## THE TASK:
Among the entries that follow, how many lines contain the string "OffsetStore"? Answer with that number only.

## RECORDED DATA:
☆ ☆ ☆ ☆ ☆ ☆ ☆

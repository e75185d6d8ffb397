//! src/services/offset_store.rs
//!
//! OffsetStore: durable progress of resumable uploads. Metadata (offset,
//! completion, declared size) lives in SQLite; payload bytes live on disk
//! sharded beneath `base_path/{shard}/{shard}/{id}`.
//!
//! The store does no locking of its own. Callers serialize mutations per
//! upload through `SessionRegistry`; the compare-and-swap updates below only
//! guarantee that a stale writer can never move an offset backwards.

use crate::models::upload::UploadSession;
use bytes::Bytes;
use chrono::Utc;
use futures::{Stream, StreamExt, pin_mut};
use sqlx::SqlitePool;
use std::{
    io::{self, ErrorKind, SeekFrom},
    path::PathBuf,
    sync::Arc,
};
use thiserror::Error;
use tokio::{
    fs::{self, File, OpenOptions},
    io::{AsyncSeekExt, AsyncWriteExt},
};
use tracing::{debug, warn};

/// Bytes written between two durable checkpoints of a long body.
pub const CHECKPOINT_BYTES: u64 = 8 * 1024 * 1024;

#[derive(Debug, Error)]
pub enum UploadError {
    #[error("upload `{0}` not found")]
    NotFound(String),
    #[error("upload `{0}` already exists")]
    Duplicate(String),
    #[error("upload offset mismatch: server has {current}, request starts at {requested}")]
    OffsetMismatch { current: u64, requested: u64 },
    #[error("upload `{0}` is already complete")]
    AlreadyComplete(String),
    #[error("upload would exceed its declared size of {limit} bytes")]
    SizeExceeded { limit: u64 },
    #[error("upload holds {offset} bytes but declared {total}")]
    LengthMismatch { offset: u64, total: u64 },
    #[error("could not allocate a unique upload id")]
    IdExhausted,
    #[error(transparent)]
    Sqlx(#[from] sqlx::Error),
    #[error(transparent)]
    Io(#[from] io::Error),
}

pub type UploadResult<T> = Result<T, UploadError>;

/// Outcome of streaming one request body into an upload.
#[derive(Debug, Clone, Copy, PartialEq, Eq)]
pub struct Appended {
    /// Durable offset after the write.
    pub offset: u64,
    /// Bytes of this request that were durably accepted.
    pub written: u64,
    /// The body stream failed before it ended; only `written` bytes count.
    pub interrupted: bool,
}

#[derive(Clone)]
pub struct OffsetStore {
    /// Shared SQLite connection pool used for upload metadata.
    pub db: Arc<SqlitePool>,

    /// Base directory on disk where upload payloads are stored.
    pub base_path: PathBuf,
}

impl OffsetStore {
    pub fn new(db: Arc<SqlitePool>, base_path: impl Into<PathBuf>) -> Self {
        Self {
            db,
            base_path: base_path.into(),
        }
    }

    /// Two-level shard directories derived from MD5(id), as lowercase hex.
    fn payload_shards(id: &str) -> (String, String) {
        let digest = md5::compute(id.as_bytes());
        (format!("{:02x}", digest[0]), format!("{:02x}", digest[1]))
    }

    /// Location of the payload file for `id`. Parent directories may not exist yet.
    pub fn payload_path(&self, id: &str) -> PathBuf {
        let (shard_a, shard_b) = Self::payload_shards(id);
        let mut path = self.base_path.clone();
        path.push(shard_a);
        path.push(shard_b);
        path.push(id);
        path
    }

    /// Persist a freshly created session and an empty payload file.
    ///
    /// Returns `Duplicate` when the id is already taken, so the caller can
    /// retry with a new token.
    pub async fn insert(&self, session: &UploadSession) -> UploadResult<()> {
        let path = self.payload_path(&session.id);
        if let Some(parent) = path.parent() {
            fs::create_dir_all(parent).await?;
        }

        let inserted = sqlx::query(
            "INSERT INTO uploads (id, upload_offset, complete, total_size, created_at, updated_at)
             VALUES (?, ?, ?, ?, ?, ?)",
        )
        .bind(&session.id)
        .bind(session.offset)
        .bind(session.complete)
        .bind(session.total_size)
        .bind(session.created_at)
        .bind(session.updated_at)
        .execute(&*self.db)
        .await;

        match inserted {
            Ok(_) => {}
            Err(err) if is_unique_violation(&err) => {
                return Err(UploadError::Duplicate(session.id.clone()));
            }
            Err(err) => return Err(UploadError::Sqlx(err)),
        }

        if let Err(err) = File::create(&path).await {
            if let Err(cleanup) = sqlx::query("DELETE FROM uploads WHERE id = ?")
                .bind(&session.id)
                .execute(&*self.db)
                .await
            {
                warn!(
                    "failed to remove metadata of upload {} after payload create failed: {}",
                    session.id, cleanup
                );
            }
            return Err(UploadError::Io(err));
        }

        Ok(())
    }

    /// Fetch the full metadata row.
    pub async fn fetch(&self, id: &str) -> UploadResult<UploadSession> {
        sqlx::query_as::<_, UploadSession>(
            "SELECT id, upload_offset, complete, total_size, created_at, updated_at
             FROM uploads WHERE id = ?",
        )
        .bind(id)
        .fetch_optional(&*self.db)
        .await?
        .ok_or_else(|| UploadError::NotFound(id.to_string()))
    }

    /// Current `(offset, complete)` of an upload.
    pub async fn read(&self, id: &str) -> UploadResult<(u64, bool)> {
        let session = self.fetch(id).await?;
        Ok((session.offset as u64, session.complete))
    }

    /// Stream `body` into the upload starting at `start`.
    ///
    /// - Rejects terminal uploads and offset mismatches before touching disk.
    /// - Discards any payload bytes past `start` that were never recorded.
    /// - Checkpoints (fsync + offset update) every `CHECKPOINT_BYTES`.
    /// - A failing body stream keeps the bytes already written: they are
    ///   synced, the offset is advanced over them and `interrupted` is set.
    /// - A local write failure or a declared-size overflow rolls the file
    ///   back to the last durable offset and returns the error.
    pub async fn append_and_advance<S>(
        &self,
        id: &str,
        start: u64,
        body: S,
    ) -> UploadResult<Appended>
    where
        S: Stream<Item = io::Result<Bytes>>,
    {
        let session = self.fetch(id).await?;
        if session.complete {
            return Err(UploadError::AlreadyComplete(id.to_string()));
        }
        let current = session.offset as u64;
        if current != start {
            return Err(UploadError::OffsetMismatch {
                current,
                requested: start,
            });
        }
        let total = session.total_size.map(|t| t as u64);

        let path = self.payload_path(id);
        let mut file = OpenOptions::new()
            .write(true)
            .create(true)
            .truncate(false)
            .open(&path)
            .await?;
        file.set_len(start).await?;
        file.seek(SeekFrom::Start(start)).await?;

        let mut durable = start;
        let mut position = start;
        pin_mut!(body);
        while let Some(chunk_res) = body.next().await {
            let chunk = match chunk_res {
                Ok(chunk) => chunk,
                Err(err) => {
                    debug!("body for upload {} ended early at {}: {}", id, position, err);
                    durable = self.persist(&mut file, id, durable, position).await?;
                    return Ok(Appended {
                        offset: durable,
                        written: durable - start,
                        interrupted: true,
                    });
                }
            };

            let next = position + chunk.len() as u64;
            if let Some(limit) = total {
                if next > limit {
                    rollback(&file, &path, durable).await;
                    return Err(UploadError::SizeExceeded { limit });
                }
            }
            if let Err(err) = file.write_all(&chunk).await {
                rollback(&file, &path, durable).await;
                return Err(UploadError::Io(err));
            }
            position = next;

            if position - durable >= CHECKPOINT_BYTES {
                durable = self.persist(&mut file, id, durable, position).await?;
                debug!("checkpointed upload {} at {}", id, durable);
            }
        }

        durable = self.persist(&mut file, id, durable, position).await?;
        Ok(Appended {
            offset: durable,
            written: durable - start,
            interrupted: false,
        })
    }

    /// Mark the upload complete. Its offset is frozen from here on.
    pub async fn mark_complete(&self, id: &str) -> UploadResult<UploadSession> {
        let session = self.fetch(id).await?;
        if session.complete {
            return Err(UploadError::AlreadyComplete(id.to_string()));
        }
        match session.total_size {
            Some(total) if total != session.offset => {
                return Err(UploadError::LengthMismatch {
                    offset: session.offset as u64,
                    total: total as u64,
                });
            }
            _ => {}
        }

        let result = sqlx::query(
            "UPDATE uploads SET complete = 1, total_size = upload_offset, updated_at = ?
             WHERE id = ? AND complete = 0 AND upload_offset = ?",
        )
        .bind(Utc::now())
        .bind(id)
        .bind(session.offset)
        .execute(&*self.db)
        .await?;

        if result.rows_affected() == 0 {
            return Err(self.conflict(id, session.offset as u64).await);
        }

        self.fetch(id).await
    }

    /// Open a complete upload's payload for reading.
    pub async fn open_payload(&self, id: &str) -> UploadResult<(UploadSession, File)> {
        let session = self.fetch(id).await?;
        let file = File::open(self.payload_path(id)).await.map_err(|err| {
            if err.kind() == ErrorKind::NotFound {
                UploadError::NotFound(id.to_string())
            } else {
                UploadError::Io(err)
            }
        })?;
        Ok((session, file))
    }

    /// Sync written bytes and move the recorded offset from `durable` to `position`.
    async fn persist(
        &self,
        file: &mut File,
        id: &str,
        durable: u64,
        position: u64,
    ) -> UploadResult<u64> {
        if position == durable {
            return Ok(durable);
        }
        if let Err(err) = sync(file).await {
            if let Err(truncate) = file.set_len(durable).await {
                warn!(
                    "failed to truncate upload {} back to {} after sync failed: {}",
                    id, durable, truncate
                );
            }
            return Err(UploadError::Io(err));
        }

        let result = sqlx::query(
            "UPDATE uploads SET upload_offset = ?, updated_at = ?
             WHERE id = ? AND upload_offset = ? AND complete = 0",
        )
        .bind(position as i64)
        .bind(Utc::now())
        .bind(id)
        .bind(durable as i64)
        .execute(&*self.db)
        .await?;

        if result.rows_affected() == 0 {
            return Err(self.conflict(id, durable).await);
        }
        Ok(position)
    }

    /// Explain why a compare-and-swap on `id` starting at `requested` found nothing.
    async fn conflict(&self, id: &str, requested: u64) -> UploadError {
        match self.fetch(id).await {
            Ok(session) if session.complete => UploadError::AlreadyComplete(id.to_string()),
            Ok(session) => UploadError::OffsetMismatch {
                current: session.offset as u64,
                requested,
            },
            Err(err) => err,
        }
    }
}

async fn sync(file: &mut File) -> io::Result<()> {
    file.flush().await?;
    file.sync_data().await
}

async fn rollback(file: &File, path: &std::path::Path, durable: u64) {
    if let Err(err) = file.set_len(durable).await {
        warn!(
            "failed to truncate {} back to {}: {}",
            path.display(),
            durable,
            err
        );
    }
}

/// Return true if SQLx error indicates a unique constraint violation.
fn is_unique_violation(err: &sqlx::Error) -> bool {
    matches!(
        err,
        sqlx::Error::Database(db_err) if db_err.message().to_ascii_lowercase().contains("unique")
    )
}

☆ ☆ ☆ ☆ ☆ ☆ ☆

## ANSWER SPACE:
3